L’influence croissante en Syrie du Parti de l’union démocratique kurde (PYD) et le déplacement sur la rive ouest de l’Euphrate de son aile militaire, le YPG, plus tôt ce mois-ci ont alarmé Ankara, qui craint la mise en place d’une région kurde autonome soutenue par les États-Unis dans la région de la frontière syro-turque. Hier, suite au début de l’invasion, le ministre des Affaires étrangères Cavusoglu a appelé les forces kurdes syriennes à revenir à la rive orientale de l’Euphrate. « Les États-Unis soutiennent également cela […] Je dis très clairement que nous ferons ce qui est nécessaire », a-t-il déclaré.
La semaine dernière, après que des avions de guerre syriens ont bombardé les forces kurdes soutenues par les États-Unis dans la ville d’Hasakeh au nord de la Syrie, et que Washington a menacé de répondre en attaquant le régime syrien, la Turquie a lancé des barrages d’artillerie à la fois contre l’ÉI et les combattants kurdes près de Jarabulus.

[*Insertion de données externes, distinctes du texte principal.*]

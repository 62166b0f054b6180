// Copyright 2025 eraflo
//
// Licensed under the Apache License, Version 2.0 (the "License");
// you may not use this file except in compliance with the License.
// You may obtain a copy of the License at
//
//     http://www.apache.org/licenses/LICENSE-2.0
//
// Unless required by applicable law or agreed to in writing, software
// distributed under the License is distributed on an "AS IS" BASIS,
// WITHOUT WARRANTIES OR CONDITIONS OF ANY KIND, either express or implied.
// See the License for the specific language governing permissions and
// limitations under the License.

//! Backend-agnostic data types exchanged with a [`GraphicsDevice`](super::GraphicsDevice).

pub mod program;
pub mod texture;

pub use self::program::*;
pub use self::texture::*;
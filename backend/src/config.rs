//! Simulation configuration
//!
//! Typed, serde-deserializable configuration. Every field has a default, so
//! an empty JSON object is a valid configuration.
//!
//! ```
//! use microsim_core_rs::SimulationConfig;
//!
//! let config = SimulationConfig::from_json_str(r#"{
//!     "seed": 7,
//!     "housing": { "name": "housing", "max_iterations": 3 }
//! }"#).unwrap();
//!
//! assert_eq!(config.seed, 7);
//! assert_eq!(config.housing.max_iterations, 3);
//! assert_eq!(config.housing.choice_set_size, 10);
//! assert_eq!(config.marriage.name, "marriage-market");
//!
//! let (marriage, housing) = config.seeded_markets();
//! assert_ne!(marriage.seed, housing.seed);
//! ```

use crate::rng::RngManager;
use serde::{Deserialize, Serialize};
use std::path::{Path, PathBuf};
use thiserror::Error;

/// Errors that can occur when loading configuration
#[derive(Debug, Error)]
pub enum ConfigError {
    #[error("failed to read config file {path}: {source}")]
    Io {
        path: PathBuf,
        #[source]
        source: std::io::Error,
    },

    #[error("failed to parse config JSON: {0}")]
    Json(#[from] serde_json::Error),

    #[error("invalid config: {0}")]
    Invalid(String),
}

/// Top-level configuration for one simulation run
#[derive(Debug, Clone, PartialEq, Serialize, Deserialize)]
#[serde(default)]
pub struct SimulationConfig {
    /// Master seed; markets without an explicit seed draw theirs from it
    pub seed: u64,

    pub marriage: MarketConfig,

    pub housing: MarketConfig,

    /// Dependent-repository wiring, by repository name
    pub repositories: Vec<RepositoryDecl>,
}

impl Default for SimulationConfig {
    fn default() -> Self {
        Self {
            seed: 12345,
            marriage: MarketConfig::named("marriage-market"),
            housing: MarketConfig::named("housing-market"),
            repositories: vec![RepositoryDecl {
                name: "persons".to_string(),
                dependents: vec!["educations".to_string()],
            }],
        }
    }
}

impl SimulationConfig {
    pub fn from_json_str(json: &str) -> Result<Self, ConfigError> {
        let config: SimulationConfig = serde_json::from_str(json)?;
        config.validate()?;
        Ok(config)
    }

    pub fn from_json_file(path: impl AsRef<Path>) -> Result<Self, ConfigError> {
        let path = path.as_ref();
        let json = std::fs::read_to_string(path).map_err(|source| ConfigError::Io {
            path: path.to_path_buf(),
            source,
        })?;
        Self::from_json_str(&json)
    }

    /// Market configs with every seed resolved
    ///
    /// One seed per market is drawn from the master seed, marriage first and
    /// housing second. An explicit market seed wins over its draw, and the draw
    /// is still consumed so the other market's seed does not shift.
    pub fn seeded_markets(&self) -> (MarketConfig, MarketConfig) {
        let mut master = RngManager::new(self.seed);
        let marriage = self.marriage.seeded_or(master.next_seed());
        let housing = self.housing.seeded_or(master.next_seed());
        (marriage, housing)
    }

    /// Check parameter ranges
    ///
    /// Repository wiring is checked for cycles when the population is built.
    pub fn validate(&self) -> Result<(), ConfigError> {
        self.marriage.validate()?;
        self.housing.validate()?;
        if self.marriage.name == self.housing.name {
            return Err(ConfigError::Invalid(format!(
                "markets must have distinct names, both are '{}'",
                self.marriage.name
            )));
        }
        for decl in &self.repositories {
            if decl.name.is_empty() {
                return Err(ConfigError::Invalid(
                    "repository declaration with empty name".to_string(),
                ));
            }
        }
        Ok(())
    }
}

/// Seed of a market built outside a `SimulationConfig` without one
pub const DEFAULT_MARKET_SEED: u64 = 12345;

/// Parameters of one market model
#[derive(Debug, Clone, PartialEq, Serialize, Deserialize)]
#[serde(default)]
pub struct MarketConfig {
    pub name: String,

    /// Upper bound on clearing rounds per cycle
    pub max_iterations: usize,

    /// Number of sellers each buyer samples
    pub choice_set_size: usize,

    /// Explicit seed; absent means drawn from the run's master seed
    #[serde(skip_serializing_if = "Option::is_none")]
    pub seed: Option<u64>,
}

impl Default for MarketConfig {
    fn default() -> Self {
        Self::named("market")
    }
}

impl MarketConfig {
    pub fn named(name: impl Into<String>) -> Self {
        Self {
            name: name.into(),
            max_iterations: 10,
            choice_set_size: 10,
            seed: None,
        }
    }

    pub fn with_seed(mut self, seed: u64) -> Self {
        self.seed = Some(seed);
        self
    }

    /// Seed the market starts from
    pub fn effective_seed(&self) -> u64 {
        self.seed.unwrap_or(DEFAULT_MARKET_SEED)
    }

    fn seeded_or(&self, drawn: u64) -> Self {
        let mut config = self.clone();
        if config.seed.is_none() {
            config.seed = Some(drawn);
        }
        config
    }

    pub fn validate(&self) -> Result<(), ConfigError> {
        if self.name.is_empty() {
            return Err(ConfigError::Invalid("market name must not be empty".to_string()));
        }
        if self.choice_set_size == 0 {
            return Err(ConfigError::Invalid(format!(
                "market '{}': choice_set_size must be greater than zero",
                self.name
            )));
        }
        Ok(())
    }
}

/// An origin repository and the repositories mirroring it
#[derive(Debug, Clone, PartialEq, Serialize, Deserialize)]
pub struct RepositoryDecl {
    pub name: String,

    #[serde(default)]
    pub dependents: Vec<String>,
}
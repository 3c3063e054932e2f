//! Per-person education record
//!
//! Lives in a dependent repository keyed by person id: one record per
//! person, created and removed with the person.

use crate::repository::Entity;
use serde::{Deserialize, Serialize};

#[derive(Debug, Clone, Copy, PartialEq, Eq, PartialOrd, Ord, Default, Serialize, Deserialize)]
pub enum EducationLevel {
    #[default]
    None,
    Primary,
    Secondary,
    PostSecondary,
    University,
}

#[derive(Debug, Clone, Default, PartialEq, Serialize, Deserialize)]
pub struct PersonalEducation {
    pub last_completed: EducationLevel,
    pub currently_undertaking: Option<EducationLevel>,
}

impl PersonalEducation {
    /// Finish the level in progress, if any
    pub fn complete_current(&mut self) {
        if let Some(level) = self.currently_undertaking.take() {
            self.last_completed = self.last_completed.max(level);
        }
    }
}

impl Entity for PersonalEducation {}

#[cfg(test)]
mod tests {
    use super::*;

    #[test]
    fn test_complete_current_never_lowers_level() {
        let mut record = PersonalEducation {
            last_completed: EducationLevel::Secondary,
            currently_undertaking: Some(EducationLevel::University),
        };
        record.complete_current();
        assert_eq!(record.last_completed, EducationLevel::University);
        assert_eq!(record.currently_undertaking, None);

        record.currently_undertaking = Some(EducationLevel::Primary);
        record.complete_current();
        assert_eq!(record.last_completed, EducationLevel::University);

        // nothing in progress
        record.complete_current();
        assert_eq!(record.last_completed, EducationLevel::University);
    }
}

Les partis de l’opposition, le Parti républicain du peuple (CHP) et le Parti du Mouvement Nationaliste (MHP) d’extrême-droite soutiennent l’invasion turque. Lors d’une conférence de presse après une réunion du Conseil exécutif central, la porte-parole et vice-présidente du CHP Selin Sayek Boke a exprimé le soutien de son parti pour l’opération Bouclier de l’Euphrate, tout en critiquant le Parti de la justice et du développement (AKP) pour avoir attendu si longtemps pour attaquer l’ÉI à la fois à l’intérieur et en dehors de la Turquie. Le MHP est largement connu comme le principal défenseur d’une invasion des régions kurdes du nord de la Syrie et d’Irak.